● **Task instructions**
Retype the whole listing exactly.

*** Block opens ***

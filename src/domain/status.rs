//! Canonical enums for every status-like column.
//!
//! Values are stored and serialized with their canonical SCREAMING_SNAKE
//! names. Legacy spellings that older clients and imported rows still carry
//! are accepted by `FromStr` and serde aliases only; nothing past the parsing
//! boundary ever sees them.

use std::str::FromStr;

use serde::{Deserialize, Serialize};
use thiserror::Error;
use utoipa::ToSchema;

#[derive(Debug, Clone, PartialEq, Eq, Error)]
#[error("unknown {kind} '{value}'")]
pub struct UnknownValue {
    pub kind: &'static str,
    pub value: String,
}

fn unknown(kind: &'static str, value: &str) -> UnknownValue {
    UnknownValue {
        kind,
        value: value.to_string(),
    }
}

/// Commercial state of an order. Orthogonal to [`super::stage::OrderStage`].
#[derive(Debug, Clone, Copy, PartialEq, Eq, Hash, Serialize, Deserialize, ToSchema)]
#[serde(rename_all = "SCREAMING_SNAKE_CASE")]
pub enum OrderStatus {
    #[serde(alias = "ORCAMENTO")]
    Quote,
    #[serde(alias = "GERADO")]
    Generated,
    #[serde(alias = "FATURADO")]
    Invoiced,
    #[serde(alias = "CANCELADO")]
    Cancelled,
}

impl OrderStatus {
    pub fn as_str(&self) -> &'static str {
        match self {
            OrderStatus::Quote => "QUOTE",
            OrderStatus::Generated => "GENERATED",
            OrderStatus::Invoiced => "INVOICED",
            OrderStatus::Cancelled => "CANCELLED",
        }
    }

    pub fn is_cancelled(&self) -> bool {
        matches!(self, OrderStatus::Cancelled)
    }

    /// Forward commercial progression. Cancellation is handled separately
    /// because it also depends on the fulfillment stage.
    pub fn next(&self) -> Option<OrderStatus> {
        match self {
            OrderStatus::Quote => Some(OrderStatus::Generated),
            OrderStatus::Generated => Some(OrderStatus::Invoiced),
            OrderStatus::Invoiced | OrderStatus::Cancelled => None,
        }
    }
}

impl FromStr for OrderStatus {
    type Err = UnknownValue;

    fn from_str(s: &str) -> Result<Self, Self::Err> {
        match s.trim().to_ascii_uppercase().as_str() {
            "QUOTE" | "ORCAMENTO" => Ok(OrderStatus::Quote),
            "GENERATED" | "GERADO" => Ok(OrderStatus::Generated),
            "INVOICED" | "FATURADO" => Ok(OrderStatus::Invoiced),
            "CANCELLED" | "CANCELED" | "CANCELADO" => Ok(OrderStatus::Cancelled),
            _ => Err(unknown("order status", s)),
        }
    }
}

#[derive(Debug, Clone, Copy, PartialEq, Eq, Hash, Serialize, Deserialize, ToSchema)]
#[serde(rename_all = "SCREAMING_SNAKE_CASE")]
pub enum DiscountKind {
    #[serde(alias = "FIXO")]
    Fixed,
    #[serde(alias = "PERCENTUAL")]
    Percentage,
}

impl DiscountKind {
    pub fn as_str(&self) -> &'static str {
        match self {
            DiscountKind::Fixed => "FIXED",
            DiscountKind::Percentage => "PERCENTAGE",
        }
    }
}

impl FromStr for DiscountKind {
    type Err = UnknownValue;

    fn from_str(s: &str) -> Result<Self, Self::Err> {
        match s.trim().to_ascii_uppercase().as_str() {
            "FIXED" | "FIXO" | "VALOR" => Ok(DiscountKind::Fixed),
            "PERCENTAGE" | "PERCENTUAL" => Ok(DiscountKind::Percentage),
            _ => Err(unknown("discount kind", s)),
        }
    }
}

#[derive(Debug, Clone, Copy, PartialEq, Eq, Hash, Serialize, Deserialize, ToSchema)]
#[serde(rename_all = "SCREAMING_SNAKE_CASE")]
pub enum DiscountStatus {
    #[serde(alias = "PENDENTE")]
    Pending,
    #[serde(alias = "APROVADO")]
    Approved,
    #[serde(alias = "REJEITADO")]
    Rejected,
}

impl DiscountStatus {
    pub fn as_str(&self) -> &'static str {
        match self {
            DiscountStatus::Pending => "PENDING",
            DiscountStatus::Approved => "APPROVED",
            DiscountStatus::Rejected => "REJECTED",
        }
    }
}

impl FromStr for DiscountStatus {
    type Err = UnknownValue;

    fn from_str(s: &str) -> Result<Self, Self::Err> {
        match s.trim().to_ascii_uppercase().as_str() {
            "PENDING" | "PENDENTE" => Ok(DiscountStatus::Pending),
            "APPROVED" | "APROVADO" => Ok(DiscountStatus::Approved),
            "REJECTED" | "REJEITADO" => Ok(DiscountStatus::Rejected),
            _ => Err(unknown("discount status", s)),
        }
    }
}

/// Approval state shared by companies and users.
#[derive(Debug, Clone, Copy, PartialEq, Eq, Hash, Serialize, Deserialize, ToSchema)]
#[serde(rename_all = "SCREAMING_SNAKE_CASE")]
pub enum ApprovalStatus {
    #[serde(alias = "PENDENTE")]
    Pending,
    #[serde(alias = "APROVADO")]
    Approved,
    #[serde(alias = "REJEITADO")]
    Rejected,
}

impl ApprovalStatus {
    pub fn as_str(&self) -> &'static str {
        match self {
            ApprovalStatus::Pending => "PENDING",
            ApprovalStatus::Approved => "APPROVED",
            ApprovalStatus::Rejected => "REJECTED",
        }
    }
}

impl FromStr for ApprovalStatus {
    type Err = UnknownValue;

    fn from_str(s: &str) -> Result<Self, Self::Err> {
        match s.trim().to_ascii_uppercase().as_str() {
            "PENDING" | "PENDENTE" => Ok(ApprovalStatus::Pending),
            "APPROVED" | "APROVADO" => Ok(ApprovalStatus::Approved),
            "REJECTED" | "REJEITADO" => Ok(ApprovalStatus::Rejected),
            _ => Err(unknown("approval status", s)),
        }
    }
}

/// Role a user holds inside one company.
#[derive(Debug, Clone, Copy, PartialEq, Eq, Hash, Serialize, Deserialize, ToSchema)]
#[serde(rename_all = "snake_case")]
pub enum CompanyRole {
    Admin,
    Buyer,
    Operator,
}

impl CompanyRole {
    pub fn as_str(&self) -> &'static str {
        match self {
            CompanyRole::Admin => "admin",
            CompanyRole::Buyer => "buyer",
            CompanyRole::Operator => "operator",
        }
    }
}

impl FromStr for CompanyRole {
    type Err = UnknownValue;

    fn from_str(s: &str) -> Result<Self, Self::Err> {
        match s.trim().to_ascii_lowercase().as_str() {
            "admin" | "admin_empresa" => Ok(CompanyRole::Admin),
            "buyer" | "comprador" | "cliente" => Ok(CompanyRole::Buyer),
            "operator" | "operador" => Ok(CompanyRole::Operator),
            _ => Err(unknown("company role", s)),
        }
    }
}

/// Platform-wide role carried in the access token.
#[derive(Debug, Clone, Copy, PartialEq, Eq, Hash, Serialize, Deserialize, ToSchema)]
#[serde(rename_all = "snake_case")]
pub enum GlobalRole {
    Superadmin,
    User,
}

impl GlobalRole {
    pub fn as_str(&self) -> &'static str {
        match self {
            GlobalRole::Superadmin => "superadmin",
            GlobalRole::User => "user",
        }
    }

    pub fn is_superadmin(&self) -> bool {
        matches!(self, GlobalRole::Superadmin)
    }
}

impl FromStr for GlobalRole {
    type Err = UnknownValue;

    fn from_str(s: &str) -> Result<Self, Self::Err> {
        match s.trim().to_ascii_lowercase().as_str() {
            "superadmin" | "super_admin" => Ok(GlobalRole::Superadmin),
            "user" => Ok(GlobalRole::User),
            _ => Err(unknown("role", s)),
        }
    }
}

*** Block closes ***

● **Answer box**
filename src/domain/status.rs
//! Canonical enums for every status-like column.
//!
//! Values are stored and serialized with their canonical SCREAMING_SNAKE
//! names. Legacy spellings that older clients and imported rows still carry
//! are accepted by `FromStr` and serde aliases only; nothing past the parsing
//! boundary ever sees them.

use std::str::FromStr;

use serde::{Deserialize, Serialize};
use thiserror::Error;
use utoipa::ToSchema;

#[derive(Debug, Clone, PartialEq, Eq, Error)]
#[error("unknown {kind} '{value}'")]
pub struct UnknownValue {
    pub kind: &'static str,
    pub value: String,
}

fn unknown(kind: &'static str, value: &str) -> UnknownValue {
    UnknownValue {
        kind,
        value: value.to_string(),
    }
}

/// Commercial state of an order. Orthogonal to [`super::stage::OrderStage`].
#[derive(Debug, Clone, Copy, PartialEq, Eq, Hash, Serialize, Deserialize, ToSchema)]
#[serde(rename_all = "SCREAMING_SNAKE_CASE")]
pub enum OrderStatus {
    #[serde(alias = "ORCAMENTO")]
    Quote,
    #[serde(alias = "GERADO")]
    Generated,
    #[serde(alias = "FATURADO")]
    Invoiced,
    #[serde(alias = "CANCELADO")]
    Cancelled,
}

impl OrderStatus {
    pub fn as_str(&self) -> &'static str {
        match self {
            OrderStatus::Quote => "QUOTE",
            OrderStatus::Generated => "GENERATED",
            OrderStatus::Invoiced => "INVOICED",
            OrderStatus::Cancelled => "CANCELLED",
        }
    }

    pub fn is_cancelled(&self) -> bool {
        matches!(self, OrderStatus::Cancelled)
    }

    /// Forward commercial progression. Cancellation is handled separately
    /// because it also depends on the fulfillment stage.
    pub fn next(&self) -> Option<OrderStatus> {
        match self {
            OrderStatus::Quote => Some(OrderStatus::Generated),
            OrderStatus::Generated => Some(OrderStatus::Invoiced),
            OrderStatus::Invoiced | OrderStatus::Cancelled => None,
        }
    }
}

impl FromStr for OrderStatus {
    type Err = UnknownValue;

    fn from_str(s: &str) -> Result<Self, Self::Err> {
        match s.trim().to_ascii_uppercase().as_str() {
            "QUOTE" | "ORCAMENTO" => Ok(OrderStatus::Quote),
            "GENERATED" | "GERADO" => Ok(OrderStatus::Generated),
            "INVOICED" | "FATURADO" => Ok(OrderStatus::Invoiced),
            "CANCELLED" | "CANCELED" | "CANCELADO" => Ok(OrderStatus::Cancelled),
            _ => Err(unknown("order status", s)),
        }
    }
}

#[derive(Debug, Clone, Copy, PartialEq, Eq, Hash, Serialize, Deserialize, ToSchema)]
#[serde(rename_all = "SCREAMING_SNAKE_CASE")]
pub enum DiscountKind {
    #[serde(alias = "FIXO")]
    Fixed,
    #[serde(alias = "PERCENTUAL")]
    Percentage,
}

impl DiscountKind {
    pub fn as_str(&self) -> &'static str {
        match self {
            DiscountKind::Fixed => "FIXED",
            DiscountKind::Percentage => "PERCENTAGE",
        }
    }
}

impl FromStr for DiscountKind {
    type Err = UnknownValue;

    fn from_str(s: &str) -> Result<Self, Self::Err> {
        match s.trim().to_ascii_uppercase().as_str() {
            "FIXED" | "FIXO" | "VALOR" => Ok(DiscountKind::Fixed),
            "PERCENTAGE" | "PERCENTUAL" => Ok(DiscountKind::Percentage),
            _ => Err(unknown("discount kind", s)),
        }
    }
}

#[derive(Debug, Clone, Copy, PartialEq, Eq, Hash, Serialize, Deserialize, ToSchema)]
#[serde(rename_all = "SCREAMING_SNAKE_CASE")]
pub enum DiscountStatus {
    #[serde(alias = "PENDENTE")]
    Pending,
    #[serde(alias = "APROVADO")]
    Approved,
    #[serde(alias = "REJEITADO")]
    Rejected,
}

impl DiscountStatus {
    pub fn as_str(&self) -> &'static str {
        match self {
            DiscountStatus::Pending => "PENDING",
            DiscountStatus::Approved => "APPROVED",
            DiscountStatus::Rejected => "REJECTED",
        }
    }
}

impl FromStr for DiscountStatus {
    type Err = UnknownValue;

    fn from_str(s: &str) -> Result<Self, Self::Err> {
        match s.trim().to_ascii_uppercase().as_str() {
            "PENDING" | "PENDENTE" => Ok(DiscountStatus::Pending),
            "APPROVED" | "APROVADO" => Ok(DiscountStatus::Approved),
            "REJECTED" | "REJEITADO" => Ok(DiscountStatus::Rejected),
            _ => Err(unknown("discount status", s)),
        }
    }
}

/// Approval state shared by companies and users.
#[derive(Debug, Clone, Copy, PartialEq, Eq, Hash, Serialize, Deserialize, ToSchema)]
#[serde(rename_all = "SCREAMING_SNAKE_CASE")]
pub enum ApprovalStatus {
    #[serde(alias = "PENDENTE")]
    Pending,
    #[serde(alias = "APROVADO")]
    Approved,
    #[serde(alias = "REJEITADO")]
    Rejected,
}

impl ApprovalStatus {
    pub fn as_str(&self) -> &'static str {
        match self {
            ApprovalStatus::Pending => "PENDING",
            ApprovalStatus::Approved => "APPROVED",
            ApprovalStatus::Rejected => "REJECTED",
        }
    }
}

impl FromStr for ApprovalStatus {
    type Err = UnknownValue;

    fn from_str(s: &str) -> Result<Self, Self::Err> {
        match s.trim().to_ascii_uppercase().as_str() {
            "PENDING" | "PENDENTE" => Ok(ApprovalStatus::Pending),
            "APPROVED" | "APROVADO" => Ok(ApprovalStatus::Approved),
            "REJECTED" | "REJEITADO" => Ok(ApprovalStatus::Rejected),
            _ => Err(unknown("approval status", s)),
        }
    }
}

/// Role a user holds inside one company.
#[derive(Debug, Clone, Copy, PartialEq, Eq, Hash, Serialize, Deserialize, ToSchema)]
#[serde(rename_all = "snake_case")]
pub enum CompanyRole {
    Admin,
    Buyer,
    Operator,
}

impl CompanyRole {
    pub fn as_str(&self) -> &'static str {
        match self {
            CompanyRole::Admin => "admin",
            CompanyRole::Buyer => "buyer",
            CompanyRole::Operator => "operator",
        }
    }
}

impl FromStr for CompanyRole {
    type Err = UnknownValue;

    fn from_str(s: &str) -> Result<Self, Self::Err> {
        match s.trim().to_ascii_lowercase().as_str() {
            "admin" | "admin_empresa" => Ok(CompanyRole::Admin),
            "buyer" | "comprador" | "cliente" => Ok(CompanyRole::Buyer),
            "operator" | "operador" => Ok(CompanyRole::Operator),
            _ => Err(unknown("company role", s)),
        }
    }
}

/// Platform-wide role carried in the access token.
#[derive(Debug, Clone, Copy, PartialEq, Eq, Hash, Serialize, Deserialize, ToSchema)]
#[serde(rename_all = "snake_case")]
pub enum GlobalRole {
    Superadmin,
    User,
}

impl GlobalRole {
    pub fn as_str(&self) -> &'static str {
        match self {
            GlobalRole::Superadmin => "superadmin",
            GlobalRole::User => "user",
        }
    }

    pub fn is_superadmin(&self) -> bool {
        matches!(self, GlobalRole::Superadmin)
    }
}

impl FromStr for GlobalRole {
    type Err = UnknownValue;

    fn from_str(s: &str) -> Result<Self, Self::Err> {
        match s.trim().to_ascii_lowercase().as_str() {
            "superadmin" | "super_admin" => Ok(GlobalRole::Superadmin),
            "user" => Ok(GlobalRole::User),
            _ => Err(unknown("role", s)),
        }
    }
}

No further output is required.